Dataset entries:
Segment Open

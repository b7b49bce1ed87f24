//! Logging and tracing utilities

use tracing_subscriber::{EnvFilter, layer::SubscriberExt, util::SubscriberInitExt};

/// Initialize tracing subscriber with default configuration
pub fn init_tracing() {
    init_tracing_with("info");
}

/// Initialize tracing subscriber with an explicit fallback filter
///
/// `RUST_LOG` still wins when set; `filter` applies when it is not.
/// Pass [`crate::Config::log_filter`] to honor configuration.
pub fn init_tracing_with(filter: &str) {
    tracing_subscriber::registry()
        .with(EnvFilter::try_from_default_env().unwrap_or_else(|_| EnvFilter::new(filter)))
        .with(tracing_subscriber::fmt::layer())
        .init();
}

Segment Closed

Work out the number of lines in the entries above that hold the word "EnvFilter", giving the number without comment.

RESPONSE TO THIS EXERCISE:
2